Я и без того знала, что в отделении Шилова зимой и ранней весной, как правило, лечится молодежь, а летом и осенью – пожилые люди, которым вовсе не нужен снег и лед, чтобы упасть и что-нибудь сломать. Со стариками обычно хуже всего: случаи у них тяжелые, уход, даже в нашей, очень неплохой, больнице, – весьма условный. Чаще всего в послеоперационной палате самим родственникам пациентов приходится подносить утки, обмывать пациентов, кормить их и так далее, потому что уход не распространяется дальше реанимации. Но и это – настоящая роскошь, насколько мне известно. В большинстве больниц больных вообще не оставляют в реанимации, а везут сразу в палату – туда же, где лежат люди с артрозами, то есть «ходячие», которым и приходится в отсутствие родственников обихаживать обездвиженных товарищей по несчастью. Это форменное безобразие, и Шилов постоянно ругается с Главным, требуя увеличения штата нянечек и медсестер, доказывая, что отделения травматологии и хирургии больше всего нуждаются в дополнительном персонале, ведь именно там лежат люди в самом беспомощном состоянии. Кроме того, Олег считает, что младшему и среднему медперсоналу необходимо увеличить зарплаты, потому что за те деньги, что им платят в больницах, они вообще не считают нужным шевелиться. С другой стороны, как обычно, все зависит от человека: одна нянечка поможет, причем совершенно бесплатно, а другая обольет отборным матом и оставит валяться в собственной моче, сколько бы денег ни получала! До появления Олега в отделении врачи, в большинстве своем, не считали нужным заглядывать в палаты. Обычно они сидели в ординаторской и травили байки с медсестрами, которых тоже у дежурной стойки днем с огнем было не сыскать. Все они справедливо полагали, что в экстренной ситуации их все равно разыщут, а просто так заходить к больным, значит, напрашиваться на ненужные расспросы и жалобы. Шилов поставил всех по стойке «смирно», и ситуация очень быстро изменилась. Те, кто не выдержал нажима, сами сбежали, и Олег тут же нашел на их места новых людей – тех, в которых был уверен. Большинство остались – и не пожалели: никто и никогда не бился за своих сотрудников так, как бился Шилов. Это касалось и проблем с пациентами, и вопросов распределения годовых и квартальных премий, и работы с профкомом. Но я знала, что у Шилова жизнь нелегкая, и порой он приходит домой измотанный и истощенный, как будто побывал в аду. Сегодня, видимо, как раз такой случай.
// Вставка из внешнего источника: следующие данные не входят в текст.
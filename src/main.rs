//! Gomoku engine CLI
//!
//! Reads move histories as JSON (`[{"row": 7, "col": 7, "player": "black"}, ...]`)
//! from a file or stdin and prints results as JSON.

use std::io::Read;
use std::path::{Path, PathBuf};

use anyhow::{Context, Result};
use clap::{Parser, Subcommand};
use log::info;
use rand::rngs::StdRng;
use rand::SeedableRng;

use gomoku::{
    detect_opening, generate_puzzle_with_rng, try_reconstruct_board, AIEngine, Difficulty,
    EngineConfig, MatchAnalyzer, Move, Stone,
};

#[derive(Parser, Debug)]
#[command(author, version, about = "Gomoku move selection, game review and puzzles")]
struct Args {
    /// TOML file with weights and thresholds
    #[arg(short, long, global = true)]
    config: Option<PathBuf>,

    #[arg(long, default_value = "warn", global = true)]
    log_level: String,

    #[command(subcommand)]
    command: Command,
}

#[derive(Subcommand, Debug)]
enum Command {
    /// Pick the next move for a position
    Move {
        /// Move history JSON file, or `-` for stdin
        history: PathBuf,
        #[arg(short, long, default_value = "hard", value_parser = parse_difficulty)]
        difficulty: Difficulty,
        /// Side to move; inferred from the history when omitted
        #[arg(short, long, value_parser = parse_player)]
        player: Option<Stone>,
        #[arg(long)]
        seed: Option<u64>,
        /// Also print the board after the move
        #[arg(long)]
        show: bool,
    },
    /// Review a game move by move
    Analyze {
        /// Move history JSON file, or `-` for stdin
        history: PathBuf,
    },
    /// Generate a tactical puzzle
    Puzzle {
        #[arg(short, long, default_value = "medium", value_parser = parse_difficulty)]
        difficulty: Difficulty,
        #[arg(long)]
        seed: Option<u64>,
        /// Also print the board
        #[arg(long)]
        show: bool,
    },
    /// Name the opening of a game
    Opening {
        /// Move history JSON file, or `-` for stdin
        history: PathBuf,
    },
}

fn parse_difficulty(s: &str) -> Result<Difficulty, String> {
    s.parse()
}

fn parse_player(s: &str) -> Result<Stone, String> {
    match s.to_ascii_lowercase().as_str() {
        "black" | "b" | "x" => Ok(Stone::Black),
        "white" | "w" | "o" => Ok(Stone::White),
        other => Err(format!("unknown player '{other}' (expected black or white)")),
    }
}

/// Configure the logger with the given level
fn setup_logger(level: &str) {
    env_logger::Builder::new()
        .filter_level(level.parse().unwrap_or(log::LevelFilter::Warn))
        .init();
}

fn read_history(path: &Path) -> Result<Vec<Move>> {
    let text = if path.as_os_str() == "-" {
        let mut buf = String::new();
        std::io::stdin()
            .read_to_string(&mut buf)
            .context("failed to read move history from stdin")?;
        buf
    } else {
        std::fs::read_to_string(path)
            .with_context(|| format!("failed to read move history '{}'", path.display()))?
    };
    serde_json::from_str(&text).context("move history is not a JSON list of moves")
}

fn make_rng(seed: Option<u64>) -> StdRng {
    match seed {
        Some(seed) => StdRng::seed_from_u64(seed),
        None => StdRng::from_entropy(),
    }
}

fn print_json<T: serde::Serialize>(value: &T) -> Result<()> {
    let json = serde_json::to_string_pretty(value).context("failed to serialize output")?;
    println!("{json}");
    Ok(())
}

fn main() -> Result<()> {
    let args = Args::parse();
    setup_logger(&args.log_level);

    let config = match &args.config {
        Some(path) => EngineConfig::load(path)
            .with_context(|| format!("failed to load config '{}'", path.display()))?,
        None => EngineConfig::default(),
    };

    match args.command {
        Command::Move {
            history,
            difficulty,
            player,
            seed,
            show,
        } => {
            let moves = read_history(&history)?;
            let mut board = try_reconstruct_board(&moves).context("illegal move history")?;
            let player = player.unwrap_or_else(|| match moves.last() {
                Some(last) => last.player.opponent(),
                None => Stone::Black,
            });

            let engine = AIEngine::with_config(difficulty, config);
            let result = engine
                .get_move_with_stats(&board, player, &mut make_rng(seed))
                .context("the board is full")?;
            info!("{player} plays {} ({:?})", result.pos, result.reason);
            print_json(&result)?;

            if show {
                board.play(Move::new(result.pos, player));
                println!("{board}");
            }
        }
        Command::Analyze { history } => {
            let moves = read_history(&history)?;
            try_reconstruct_board(&moves).context("illegal move history")?;
            let result = MatchAnalyzer::new(config).analyze(&moves);
            info!("{}", result.summary);
            print_json(&result)?;
        }
        Command::Puzzle {
            difficulty,
            seed,
            show,
        } => {
            let puzzle = generate_puzzle_with_rng(difficulty, &mut make_rng(seed));
            info!("{}: {}", puzzle.title, puzzle.description);
            print_json(&puzzle)?;
            if show {
                println!("{}\n{}", puzzle.title, puzzle.description);
                println!("{}", puzzle.board);
            }
        }
        Command::Opening { history } => {
            let moves = read_history(&history)?;
            match detect_opening(&moves) {
                Some(name) => println!("{name}"),
                None => println!("no classical opening"),
            }
        }
    }
    Ok(())
}
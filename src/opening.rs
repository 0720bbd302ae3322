//! Classical renju opening names
//!
//! The first three stones (Black, White, Black) are read relative to the
//! first one. White next to it orthogonally is a *direct* opening, diagonally
//! an *indirect* one. Both families are stored in one canonical orientation
//! (white straight above, or above and to the right); the position is
//! rotated and mirrored through the eight board symmetries until it matches.

use crate::board::{Move, Stone};

/// Canonical white offset for direct openings
const DIRECT_WHITE: (i32, i32) = (-1, 0);
/// Canonical white offset for indirect openings
const INDIRECT_WHITE: (i32, i32) = (-1, 1);

/// Third-stone offsets from the first stone, white at `DIRECT_WHITE`
const DIRECT_OPENINGS: [((i32, i32), &str); 13] = [
    ((-2, 0), "Kansei"),
    ((-2, 1), "Keigetsu"),
    ((-2, 2), "Sosei"),
    ((-1, 1), "Kagetsu"),
    ((-1, 2), "Zangetsu"),
    ((0, 1), "Ugetsu"),
    ((0, 2), "Kinsei"),
    ((1, 1), "Shogetsu"),
    ((1, 2), "Kyugetsu"),
    ((2, 1), "Shingetsu"),
    ((1, 0), "Zuisei"),
    ((2, 2), "Sangetsu"),
    ((2, 0), "Yusei"),
];

/// Third-stone offsets from the first stone, white at `INDIRECT_WHITE`
const INDIRECT_OPENINGS: [((i32, i32), &str); 13] = [
    ((-2, 2), "Chosei"),
    ((-1, 2), "Kyogetsu"),
    ((0, 2), "Kosei"),
    ((1, 2), "Suigetsu"),
    ((2, 2), "Ryusei"),
    ((0, 1), "Ungetsu"),
    ((1, 1), "Hogetsu"),
    ((2, 1), "Rangetsu"),
    ((1, 0), "Gingetsu"),
    ((2, 0), "Myojo"),
    ((1, -1), "Shagetsu"),
    ((2, -1), "Meigetsu"),
    ((2, -2), "Suisei"),
];

/// The eight symmetries of the square, applied to a `(row, col)` offset
const SYMMETRIES: [fn((i32, i32)) -> (i32, i32); 8] = [
    |(r, c)| (r, c),
    |(r, c)| (c, -r),
    |(r, c)| (-r, -c),
    |(r, c)| (-c, r),
    |(r, c)| (r, -c),
    |(r, c)| (-r, c),
    |(r, c)| (c, r),
    |(r, c)| (-c, -r),
];

/// Name the opening formed by the first three moves, if it is a classical one.
///
/// Returns `None` for fewer than three moves, for an order other than
/// Black, White, Black, or for a shape outside the catalog.
#[must_use]
pub fn detect_opening(moves: &[Move]) -> Option<&'static str> {
    let [first, second, third, ..] = moves else {
        return None;
    };
    if first.player != Stone::Black
        || second.player != Stone::White
        || third.player != Stone::Black
    {
        return None;
    }

    let offset = |m: &Move| {
        (
            i32::from(m.row) - i32::from(first.row),
            i32::from(m.col) - i32::from(first.col),
        )
    };
    let white = offset(second);
    let black = offset(third);

    SYMMETRIES.iter().find_map(|transform| {
        let catalog: &[((i32, i32), &'static str)] = match transform(white) {
            DIRECT_WHITE => &DIRECT_OPENINGS,
            INDIRECT_WHITE => &INDIRECT_OPENINGS,
            _ => return None,
        };
        let target = transform(black);
        catalog
            .iter()
            .find(|(cell, _)| *cell == target)
            .map(|&(_, name)| name)
    })
}

#[cfg(test)]
mod tests {
    use super::*;
    use crate::board::Pos;

    fn opening(cells: [(u8, u8); 3]) -> Option<&'static str> {
        let players = [Stone::Black, Stone::White, Stone::Black];
        let moves: Vec<Move> = cells
            .iter()
            .zip(players)
            .map(|(&(r, c), p)| Move::new(Pos::new(r, c), p))
            .collect();
        detect_opening(&moves)
    }

    #[test]
    fn test_canonical_direct_openings() {
        assert_eq!(opening([(7, 7), (6, 7), (5, 7)]), Some("Kansei"));
        assert_eq!(opening([(7, 7), (6, 7), (6, 8)]), Some("Kagetsu"));
        assert_eq!(opening([(7, 7), (6, 7), (8, 8)]), Some("Shogetsu"));
        assert_eq!(opening([(7, 7), (6, 7), (9, 7)]), Some("Yusei"));
    }

    #[test]
    fn test_canonical_indirect_openings() {
        assert_eq!(opening([(7, 7), (6, 8), (5, 9)]), Some("Chosei"));
        assert_eq!(opening([(7, 7), (6, 8), (8, 8)]), Some("Hogetsu"));
        assert_eq!(opening([(7, 7), (6, 8), (9, 5)]), Some("Suisei"));
        assert_eq!(opening([(7, 7), (6, 8), (8, 7)]), Some("Gingetsu"));
    }

    #[test]
    fn test_rotations_and_mirrors() {
        // Kagetsu with white to the right, below and to the left
        assert_eq!(opening([(7, 7), (7, 8), (8, 8)]), Some("Kagetsu"));
        assert_eq!(opening([(7, 7), (8, 7), (8, 6)]), Some("Kagetsu"));
        assert_eq!(opening([(7, 7), (6, 7), (6, 6)]), Some("Kagetsu"));
        // Hogetsu with white below-left
        assert_eq!(opening([(7, 7), (8, 6), (6, 6)]), Some("Hogetsu"));
    }

    #[test]
    fn test_indirect_mirror_pairs_share_a_name() {
        // Reflection through white's diagonal maps (1, 2) onto (-2, -1)
        assert_eq!(opening([(7, 7), (6, 8), (8, 9)]), Some("Suigetsu"));
        assert_eq!(opening([(7, 7), (6, 8), (5, 6)]), Some("Suigetsu"));
    }

    #[test]
    fn test_every_catalog_name_is_reachable() {
        let mut names = Vec::new();
        for dr in -2..=2 {
            for dc in -2..=2_i32 {
                if (dr, dc) == (0, 0) {
                    continue;
                }
                for white in [(6_u8, 7_u8), (6, 8)] {
                    if (7 + dr, 7 + dc) == (i32::from(white.0), i32::from(white.1)) {
                        continue;
                    }
                    let third = ((7 + dr) as u8, (7 + dc) as u8);
                    if let Some(name) = opening([(7, 7), white, third]) {
                        names.push(name);
                    }
                }
            }
        }
        names.sort_unstable();
        names.dedup();
        assert_eq!(names.len(), 26);
    }

    #[test]
    fn test_not_an_opening() {
        // White not adjacent
        assert_eq!(opening([(7, 7), (5, 7), (6, 7)]), None);
        // Third stone outside the 5x5 area
        assert_eq!(opening([(7, 7), (6, 7), (7, 10)]), None);
        // Too few moves
        assert_eq!(detect_opening(&[]), None);
        assert_eq!(
            detect_opening(&[
                Move::new(Pos::new(7, 7), Stone::Black),
                Move::new(Pos::new(6, 7), Stone::White),
            ]),
            None
        );
    }

    #[test]
    fn test_wrong_player_order() {
        let moves = [
            Move::new(Pos::new(7, 7), Stone::White),
            Move::new(Pos::new(6, 7), Stone::Black),
            Move::new(Pos::new(6, 8), Stone::White),
        ];
        assert_eq!(detect_opening(&moves), None);
    }

    #[test]
    fn test_only_first_three_moves_matter() {
        let moves = [
            Move::new(Pos::new(7, 7), Stone::Black),
            Move::new(Pos::new(6, 7), Stone::White),
            Move::new(Pos::new(6, 8), Stone::Black),
            Move::new(Pos::new(0, 0), Stone::White),
        ];
        assert_eq!(detect_opening(&moves), Some("Kagetsu"));
    }
}
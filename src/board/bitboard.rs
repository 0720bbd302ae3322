//! Bitboard implementation for fast occupancy queries

use serde::{Deserialize, Serialize};

use super::{Pos, TOTAL_CELLS};

const WORDS: usize = 4;

/// Bitboard representation of one color's stones
/// Uses 4 x u64 to represent 225 cells (4 * 64 = 256 >= 225)
#[derive(Debug, Clone, Copy, PartialEq, Eq, Hash, Default, Serialize, Deserialize)]
pub struct Bitboard {
    bits: [u64; WORDS],
}

impl Bitboard {
    /// Create empty bitboard
    pub const fn new() -> Self {
        Self { bits: [0; WORDS] }
    }

    /// Set a bit at position
    #[inline]
    pub fn set(&mut self, pos: Pos) {
        let idx = pos.to_index();
        self.bits[idx / 64] |= 1u64 << (idx % 64);
    }

    /// Check if bit is set at position
    #[inline]
    pub fn get(&self, pos: Pos) -> bool {
        let idx = pos.to_index();
        (self.bits[idx / 64] >> (idx % 64)) & 1 == 1
    }

    /// Count total set bits (popcount)
    #[inline]
    pub fn count(&self) -> u32 {
        self.bits.iter().map(|b| b.count_ones()).sum()
    }

    #[inline]
    pub fn is_empty(&self) -> bool {
        self.bits.iter().all(|&b| b == 0)
    }

    /// Iterate over set bit positions in index order
    pub fn iter_ones(&self) -> BitboardIter {
        BitboardIter {
            bits: self.bits,
            word_idx: 0,
            current_word: self.bits[0],
        }
    }
}

/// Iterator over set bits in a Bitboard
pub struct BitboardIter {
    bits: [u64; WORDS],
    word_idx: usize,
    current_word: u64,
}

impl Iterator for BitboardIter {
    type Item = Pos;

    fn next(&mut self) -> Option<Self::Item> {
        while self.current_word == 0 {
            self.word_idx += 1;
            if self.word_idx >= WORDS {
                return None;
            }
            self.current_word = self.bits[self.word_idx];
        }

        let bit_pos = self.current_word.trailing_zeros() as usize;
        let idx = self.word_idx * 64 + bit_pos;

        // Clear the lowest set bit
        self.current_word &= self.current_word - 1;

        // Bits past cell 224 are never set by `set`
        (idx < TOTAL_CELLS).then(|| Pos::from_index(idx))
    }
}

#[cfg(test)]
mod tests {
    use super::*;

    #[test]
    fn test_set_get_count() {
        let mut bb = Bitboard::new();
        assert!(bb.is_empty());
        let pos = Pos::new(14, 14);
        assert!(!bb.get(pos));
        bb.set(pos);
        assert!(bb.get(pos));
        assert!(!bb.get(Pos::new(14, 13)));
        assert_eq!(bb.count(), 1);
        assert!(!bb.is_empty());
    }

    #[test]
    fn test_iter_ones_crosses_words() {
        let mut bb = Bitboard::new();
        // Indices 0, 63, 64, 224 span all four words
        for idx in [0, 63, 64, 224] {
            bb.set(Pos::from_index(idx));
        }
        let seen: Vec<usize> = bb.iter_ones().map(Pos::to_index).collect();
        assert_eq!(seen, vec![0, 63, 64, 224]);
    }
}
– В общем, – продолжал Шилов, снова отхлебывая из своей чашки, – палаты за одни сутки оказались забиты до отказа. Ну, а мы что – вкатили новые кровати, потеснили народ. Пациенты, разумеется, возмущаются, но делать-то чего? Такая грызня стояла с утра! Нянечки валят на сестер, сестры – на врачей, больные воют – как страшный сон вспоминаю! Как будто этого мало, два ординатора – Лешка и Илья, ты их знаешь – устроили консилиум у одной послеоперационной старушки. У нее, видите ли, кал черный идет. Мне, разумеется, никто не счел нужным сообщить – своими силами решили действовать. Ну конечно же, у нас молодежь умнее всех, сама знаешь! В общем, мурыжили-мурыжили старушку, так ничего и не выяснили, зато шухеру навели на всех остальных: хихикали, шуточки-прибауточки отпускали, громко обсуждали ситуацию. Пациенты, само собой, стали возмущаться – вам тут театр, что ли?! В целом они, конечно, правы, и я парням втык сделал, когда узнал. Дело даже не в том, что они очевидный диагноз поставить не смогли, а в том, что вели себя как форменное быдло.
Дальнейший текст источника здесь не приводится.